Scan the lines below for "four" and copy the matches.

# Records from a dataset
- Opening Delimiter -
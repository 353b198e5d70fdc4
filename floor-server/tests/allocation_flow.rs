//! End-to-end allocation flows against the persistent guest store.
//!
//! The coordinator unit tests cover the allocation rules with the in-memory
//! store double; these tests run the same flows over embedded SurrealDB,
//! including the restart-restore path.

use std::sync::Arc;
use std::time::Duration;

use floor_server::db::DbService;
use floor_server::db::models::DiningTableCreate;
use floor_server::db::repository::{DiningTableRepository, GuestRepository};
use floor_server::floor::{
    AllocationCoordinator, BookingOutcome, GuestStore, ReleaseTrigger, TableRegistry,
};

const GRACE: Duration = Duration::from_secs(1200);

/// Provision a floor in the database and build a coordinator over it the
/// same way server startup does.
async fn setup(tables: &[(i64, i64)]) -> (Arc<AllocationCoordinator>, GuestRepository, DbService) {
    let service = DbService::new_in_memory().await.unwrap();

    let table_repo = DiningTableRepository::new(service.db.clone());
    for &(no, cap) in tables {
        table_repo
            .create(DiningTableCreate {
                table_no: no,
                capacity: Some(cap),
            })
            .await
            .unwrap();
    }

    let mut registry = TableRegistry::new();
    for table in table_repo.find_all().await.unwrap() {
        registry.insert(table.table_no, table.capacity);
    }

    let guest_repo = GuestRepository::new(service.db.clone());
    let guests: Arc<dyn GuestStore> = Arc::new(guest_repo.clone());
    let coordinator = AllocationCoordinator::new(registry, guests, GRACE);
    (coordinator, guest_repo, service)
}

async fn settle() {
    for _ in 0..16 {
        tokio::task::yield_now().await;
    }
}

#[tokio::test]
async fn book_waitlist_release_drain_cycle() {
    let (coordinator, guests, _db) = setup(&[(1, 2), (2, 4)]).await;

    // A party of three gets the four-top, not the two-top.
    let outcome = coordinator.request_booking("ana", 3).await.unwrap();
    assert_eq!(outcome, BookingOutcome::Booked { table_no: 2 });

    // The two-top cannot seat four; bruno queues.
    let outcome = coordinator.request_booking("bruno", 4).await.unwrap();
    assert_eq!(outcome, BookingOutcome::Waitlisted);
    assert_eq!(coordinator.waitlist_snapshot().await.len(), 1);

    // The store reflects the link.
    let stored = guests.find_by_guest_id("ana").await.unwrap().unwrap();
    assert_eq!(stored.assigned_table, Some(2));
    assert!(!stored.checked_in);
    assert_eq!(stored.party_size, 3);

    // Check-in sticks.
    assert_eq!(coordinator.check_in("ana").await.unwrap(), 2);
    assert!(guests.checked_in("ana").await.unwrap());

    // Payment frees the four-top and bruno is seated from the line.
    coordinator
        .release_table(2, ReleaseTrigger::Payment)
        .await
        .unwrap();

    assert_eq!(guests.assigned_table("ana").await.unwrap(), None);
    assert!(!guests.checked_in("ana").await.unwrap());
    assert_eq!(guests.assigned_table("bruno").await.unwrap(), Some(2));
    assert!(coordinator.waitlist_snapshot().await.is_empty());
}

#[tokio::test]
async fn earlier_big_party_is_not_skipped_by_a_later_small_one() {
    let (coordinator, guests, _db) = setup(&[(1, 2), (2, 4)]).await;

    coordinator.request_booking("seated-a", 2).await.unwrap();
    coordinator.request_booking("seated-b", 4).await.unwrap();
    coordinator.request_booking("big-party", 4).await.unwrap();
    coordinator.request_booking("small-party", 2).await.unwrap();

    // Freeing the two-top fits only the later small party, but the head of
    // the line is the big party: nobody is seated.
    coordinator
        .release_table(1, ReleaseTrigger::Manual)
        .await
        .unwrap();
    assert_eq!(guests.assigned_table("big-party").await.unwrap(), None);
    assert_eq!(guests.assigned_table("small-party").await.unwrap(), None);
    assert_eq!(coordinator.waitlist_snapshot().await.len(), 2);

    // Freeing the four-top seats the head, then the small party takes the
    // still-free two-top in the same drain.
    coordinator
        .release_table(2, ReleaseTrigger::Manual)
        .await
        .unwrap();
    assert_eq!(guests.assigned_table("big-party").await.unwrap(), Some(2));
    assert_eq!(guests.assigned_table("small-party").await.unwrap(), Some(1));
    assert!(coordinator.waitlist_snapshot().await.is_empty());
}

#[tokio::test(start_paused = true)]
async fn no_show_is_reclaimed_and_replaced_from_the_line() {
    let (coordinator, guests, _db) = setup(&[(1, 2)]).await;

    coordinator.request_booking("no-show", 2).await.unwrap();
    coordinator.request_booking("waiting", 2).await.unwrap();

    tokio::time::sleep(GRACE + Duration::from_secs(1)).await;
    settle().await;

    assert_eq!(guests.assigned_table("no-show").await.unwrap(), None);
    assert_eq!(guests.assigned_table("waiting").await.unwrap(), Some(1));
    assert!(coordinator.waitlist_snapshot().await.is_empty());
}

#[tokio::test(start_paused = true)]
async fn checked_in_guest_survives_the_grace_period() {
    let (coordinator, guests, _db) = setup(&[(1, 2)]).await;

    coordinator.request_booking("ana", 2).await.unwrap();
    coordinator.check_in("ana").await.unwrap();

    tokio::time::sleep(GRACE + Duration::from_secs(1)).await;
    settle().await;

    assert_eq!(guests.assigned_table("ana").await.unwrap(), Some(1));
    let free: Vec<i64> = coordinator
        .free_tables()
        .await
        .iter()
        .map(|t| t.table_no)
        .collect();
    assert!(free.is_empty());
}

#[tokio::test(start_paused = true)]
async fn restart_restores_bookings_and_rearms_monitors() {
    let (coordinator, guests, db) = setup(&[(1, 2), (2, 4)]).await;

    coordinator.request_booking("pending", 2).await.unwrap();
    coordinator.request_booking("arrived", 4).await.unwrap();
    coordinator.check_in("arrived").await.unwrap();

    // Simulate a restart: a fresh coordinator over the same database, built
    // the way server startup rebuilds it.
    coordinator.shutdown();
    drop(coordinator);

    let table_repo = DiningTableRepository::new(db.db.clone());
    let mut registry = TableRegistry::new();
    for table in table_repo.find_all().await.unwrap() {
        registry.insert(table.table_no, table.capacity);
    }
    let store: Arc<dyn GuestStore> = Arc::new(guests.clone());
    let restarted = AllocationCoordinator::new(registry, store, GRACE);

    for guest in guests.find_assigned().await.unwrap() {
        let table_no = guest.assigned_table.unwrap();
        assert!(
            restarted
                .restore_booking(&guest.guest_id, table_no, guest.checked_in)
                .await
        );
    }
    assert!(restarted.free_tables().await.is_empty());

    // The pending guest's grace period restarted with the process; the
    // checked-in guest is left alone.
    tokio::time::sleep(GRACE + Duration::from_secs(1)).await;
    settle().await;

    assert_eq!(guests.assigned_table("pending").await.unwrap(), None);
    assert_eq!(guests.assigned_table("arrived").await.unwrap(), Some(2));
    let free: Vec<i64> = restarted
        .free_tables()
        .await
        .iter()
        .map(|t| t.table_no)
        .collect();
    assert_eq!(free, vec![1]);
}
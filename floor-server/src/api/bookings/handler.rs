//! Booking API Handlers
//!
//! 预订请求、签到。结果要么立即落座，要么进入等位队列。

use axum::{
    Json,
    extract::{Path, State},
};
use serde::Deserialize;
use validator::Validate;

use crate::core::ServerState;
use crate::floor::BookingOutcome;
use crate::utils::{AppError, AppResult};

/// 预订请求
#[derive(Debug, Deserialize, Validate)]
pub struct BookingRequest {
    #[validate(length(min = 1))]
    pub guest_id: String,
    #[validate(range(min = 1))]
    pub party_size: i64,
}

/// POST /api/bookings - 请求预订
///
/// 响应: `{"status":"booked","table_no":5}` 或 `{"status":"waitlisted"}`
pub async fn request_booking(
    State(state): State<ServerState>,
    Json(payload): Json<BookingRequest>,
) -> AppResult<Json<BookingOutcome>> {
    payload
        .validate()
        .map_err(|e| AppError::validation(e.to_string()))?;

    let outcome = state
        .coordinator
        .request_booking(&payload.guest_id, payload.party_size)
        .await?;
    Ok(Json(outcome))
}

/// POST /api/bookings/{guest_id}/check-in - 客人到店签到
pub async fn check_in(
    State(state): State<ServerState>,
    Path(guest_id): Path<String>,
) -> AppResult<Json<serde_json::Value>> {
    let table_no = state.coordinator.check_in(&guest_id).await?;
    Ok(Json(serde_json::json!({ "table_no": table_no })))
}
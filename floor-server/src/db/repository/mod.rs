//! Repository Module
//!
//! CRUD access to the embedded SurrealDB tables.

pub mod dining_table;
pub mod guest;

pub use dining_table::DiningTableRepository;
pub use guest::GuestRepository;

use thiserror::Error;

/// Repository error types
#[derive(Debug, Error)]
pub enum RepoError {
    #[error("Not found: {0}")]
    NotFound(String),

    #[error("Duplicate: {0}")]
    Duplicate(String),

    #[error("Database error: {0}")]
    Database(String),

    #[error("Validation error: {0}")]
    Validation(String),
}

impl From<surrealdb::Error> for RepoError {
    fn from(err: surrealdb::Error) -> Self {
        RepoError::Database(err.to_string())
    }
}

/// Result type for repository operations
pub type RepoResult<T> = Result<T, RepoError>;
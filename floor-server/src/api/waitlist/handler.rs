//! Waitlist API Handlers

use axum::{Json, extract::State};

use crate::core::ServerState;
use crate::floor::WaitlistEntry;
use crate::utils::AppResult;

/// GET /api/waitlist - 等位队列快照 (到达顺序)
pub async fn list(State(state): State<ServerState>) -> AppResult<Json<Vec<WaitlistEntry>>> {
    Ok(Json(state.coordinator.waitlist_snapshot().await))
}
//! Guest Model (booking projection)

use serde::{Deserialize, Serialize};
use surrealdb::RecordId;

/// Guest entity: the booking-relevant projection only.
///
/// Invariant: `checked_in` is false whenever `assigned_table` is `None`.
/// Both fields are cleared together on every release path.
#[derive(Debug, Clone, Serialize, Deserialize)]
pub struct Guest {
    #[serde(default, skip_serializing_if = "Option::is_none")]
    pub id: Option<RecordId>,
    pub guest_id: String,
    #[serde(default)]
    pub assigned_table: Option<i64>,
    #[serde(default)]
    pub checked_in: bool,
    /// 预订请求时记录的用餐人数，等位补位时复用
    #[serde(default)]
    pub party_size: i64,
}
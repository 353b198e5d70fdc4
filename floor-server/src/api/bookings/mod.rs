//! Booking API 模块

mod handler;

use axum::{Router, routing::post};

use crate::core::ServerState;

pub fn router() -> Router<ServerState> {
    Router::new().nest("/api/bookings", routes())
}

fn routes() -> Router<ServerState> {
    Router::new()
        .route("/", post(handler::request_booking))
        .route("/{guest_id}/check-in", post(handler::check_in))
}
//! Guest Store Seam
//!
//! The coordinator never talks to the database directly; it goes through the
//! [`GuestStore`] trait. The production implementation is
//! [`GuestRepository`](crate::db::repository::GuestRepository) over embedded
//! SurrealDB; [`MemGuestStore`] is the in-memory double used by tests and
//! development tooling.
//!
//! The store must be strongly consistent with the coordinator's view: a
//! write performed inside a booking flow is visible to the next read of the
//! same flow.

use std::collections::HashMap;
use std::sync::Mutex;
use std::sync::atomic::{AtomicBool, Ordering};

use async_trait::async_trait;
use thiserror::Error;

/// Guest store failures.
///
/// `Backend` is a genuine failure (store unreachable, corrupted row) and
/// propagates to the caller; everything softer is handled inside the
/// coordinator.
#[derive(Debug, Error)]
pub enum StoreError {
    #[error("Guest not found: {0}")]
    NotFound(String),

    #[error("Guest store error: {0}")]
    Backend(String),
}

pub type StoreResult<T> = Result<T, StoreError>;

/// Booking-relevant projection of a guest, as seen by the coordinator.
///
/// Invariant: `checked_in` is false whenever `assigned_table` is `None`;
/// implementations clear both together.
#[async_trait]
pub trait GuestStore: Send + Sync {
    /// Create the guest row if absent and stamp the required party size.
    /// Called at booking-request time so later waitlist re-matching can use
    /// the recorded size.
    async fn upsert_guest(&self, guest_id: &str, party_size: i64) -> StoreResult<()>;

    async fn assigned_table(&self, guest_id: &str) -> StoreResult<Option<i64>>;

    /// Link or clear the guest's table. Clearing (`None`) also resets the
    /// checked-in flag.
    async fn set_assigned_table(&self, guest_id: &str, table_no: Option<i64>) -> StoreResult<()>;

    async fn checked_in(&self, guest_id: &str) -> StoreResult<bool>;

    async fn set_checked_in(&self, guest_id: &str, checked_in: bool) -> StoreResult<()>;

    /// Reverse lookup used by release-by-table paths.
    async fn guest_at_table(&self, table_no: i64) -> StoreResult<Option<String>>;
}

#[derive(Debug, Clone, Default)]
struct GuestRecord {
    assigned_table: Option<i64>,
    checked_in: bool,
    #[allow(dead_code)]
    party_size: i64,
}

/// In-memory guest store for tests and development.
///
/// `fail_next_assign` lets a test inject a single link-write failure to
/// exercise the coordinator's rollback path.
#[derive(Debug, Default)]
pub struct MemGuestStore {
    guests: Mutex<HashMap<String, GuestRecord>>,
    fail_next_assign: AtomicBool,
}

impl MemGuestStore {
    pub fn new() -> Self {
        Self::default()
    }

    /// Make the next `set_assigned_table` call fail with a backend error.
    pub fn fail_next_assign(&self) {
        self.fail_next_assign.store(true, Ordering::SeqCst);
    }
}

#[async_trait]
impl GuestStore for MemGuestStore {
    async fn upsert_guest(&self, guest_id: &str, party_size: i64) -> StoreResult<()> {
        let mut guests = self.guests.lock().expect("guest store poisoned");
        guests
            .entry(guest_id.to_string())
            .or_default()
            .party_size = party_size;
        Ok(())
    }

    async fn assigned_table(&self, guest_id: &str) -> StoreResult<Option<i64>> {
        let guests = self.guests.lock().expect("guest store poisoned");
        Ok(guests.get(guest_id).and_then(|g| g.assigned_table))
    }

    async fn set_assigned_table(&self, guest_id: &str, table_no: Option<i64>) -> StoreResult<()> {
        if self.fail_next_assign.swap(false, Ordering::SeqCst) {
            return Err(StoreError::Backend("injected link failure".into()));
        }
        let mut guests = self.guests.lock().expect("guest store poisoned");
        let record = guests
            .get_mut(guest_id)
            .ok_or_else(|| StoreError::NotFound(guest_id.to_string()))?;
        record.assigned_table = table_no;
        if table_no.is_none() {
            record.checked_in = false;
        }
        Ok(())
    }

    async fn checked_in(&self, guest_id: &str) -> StoreResult<bool> {
        let guests = self.guests.lock().expect("guest store poisoned");
        Ok(guests.get(guest_id).is_some_and(|g| g.checked_in))
    }

    async fn set_checked_in(&self, guest_id: &str, checked_in: bool) -> StoreResult<()> {
        let mut guests = self.guests.lock().expect("guest store poisoned");
        let record = guests
            .get_mut(guest_id)
            .ok_or_else(|| StoreError::NotFound(guest_id.to_string()))?;
        record.checked_in = checked_in;
        Ok(())
    }

    async fn guest_at_table(&self, table_no: i64) -> StoreResult<Option<String>> {
        let guests = self.guests.lock().expect("guest store poisoned");
        Ok(guests
            .iter()
            .find(|(_, g)| g.assigned_table == Some(table_no))
            .map(|(id, _)| id.clone()))
    }
}
use std::sync::Arc;

use surrealdb::Surreal;
use surrealdb::engine::local::Db;

use crate::core::Config;
use crate::db::DbService;
use crate::db::repository::{DiningTableRepository, GuestRepository};
use crate::floor::{AllocationCoordinator, GuestStore, TableRegistry};
use crate::utils::time::now_millis;

/// 服务器状态 - 持有所有服务的单例引用
///
/// ServerState 是楼面服务的核心数据结构，持有所有服务的共享引用。
/// 使用 Arc 实现浅拷贝，所有权成本极低。
///
/// # 服务组件
///
/// | 字段 | 类型 | 说明 |
/// |------|------|------|
/// | config | Config | 配置项 (不可变) |
/// | db | Surreal<Db> | 嵌入式数据库 |
/// | coordinator | Arc<AllocationCoordinator> | 桌台分配协调器 |
/// | started_at | i64 | 启动时间 (Unix millis) |
#[derive(Clone)]
pub struct ServerState {
    /// 服务器配置
    pub config: Config,
    /// 嵌入式数据库 (SurrealDB)
    pub db: Surreal<Db>,
    /// 桌台分配协调器
    pub coordinator: Arc<AllocationCoordinator>,
    /// 启动时间戳
    pub started_at: i64,
}

impl ServerState {
    /// 初始化服务器状态
    ///
    /// 按顺序初始化：
    /// 1. 工作目录结构 (确保目录存在)
    /// 2. 数据库 (work_dir/database/floor.db)
    /// 3. 座位平面图 (从 dining_table 表载入注册表)
    /// 4. 协调器 + 恢复重启前仍关联桌台的预订
    ///
    /// # Panics
    ///
    /// 数据库初始化失败时 panic
    pub async fn initialize(config: &Config) -> Self {
        // 0. Ensure work_dir structure exists
        config
            .ensure_work_dir_structure()
            .expect("Failed to create work directory structure");

        // 1. Initialize DB
        let db_path = config.database_dir().join("floor.db");
        let db_path_str = db_path.to_string_lossy();
        let db_service = DbService::new(&db_path_str)
            .await
            .expect("Failed to initialize database");
        let db = db_service.db;

        // 2. Load the seating plan
        let table_repo = DiningTableRepository::new(db.clone());
        let mut registry = TableRegistry::new();
        let plan = table_repo
            .find_all()
            .await
            .expect("Failed to load seating plan");
        for table in &plan {
            registry.insert(table.table_no, table.capacity);
        }
        tracing::info!(tables = plan.len(), "Seating plan loaded");

        // 3. Coordinator over the persistent guest store
        let guest_repo = GuestRepository::new(db.clone());
        let guests: Arc<dyn GuestStore> = Arc::new(guest_repo.clone());
        let coordinator = AllocationCoordinator::new(registry, guests, config.grace_period());

        let state = Self {
            config: config.clone(),
            db,
            coordinator,
            started_at: now_millis(),
        };

        // 4. Restore bookings that survived a restart. Guests who had not
        // checked in get a fresh grace period.
        let assigned = guest_repo
            .find_assigned()
            .await
            .expect("Failed to read assigned guests");
        for guest in assigned {
            if let Some(table_no) = guest.assigned_table {
                state
                    .coordinator
                    .restore_booking(&guest.guest_id, table_no, guest.checked_in)
                    .await;
            }
        }

        state
    }

    /// 获取数据库实例
    pub fn get_db(&self) -> Surreal<Db> {
        self.db.clone()
    }

    /// 获取分配协调器
    pub fn coordinator(&self) -> &Arc<AllocationCoordinator> {
        &self.coordinator
    }

    /// 运行时长（秒）
    pub fn uptime_secs(&self) -> i64 {
        (now_millis() - self.started_at) / 1000
    }
}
- Closing Delimiter -
# Written response
    // A party of three gets the four-top, not the two-top.
    // The two-top cannot seat four; bruno queues.
    // Payment frees the four-top and bruno is seated from the line.
    // Freeing the four-top seats the head, then the small party takes the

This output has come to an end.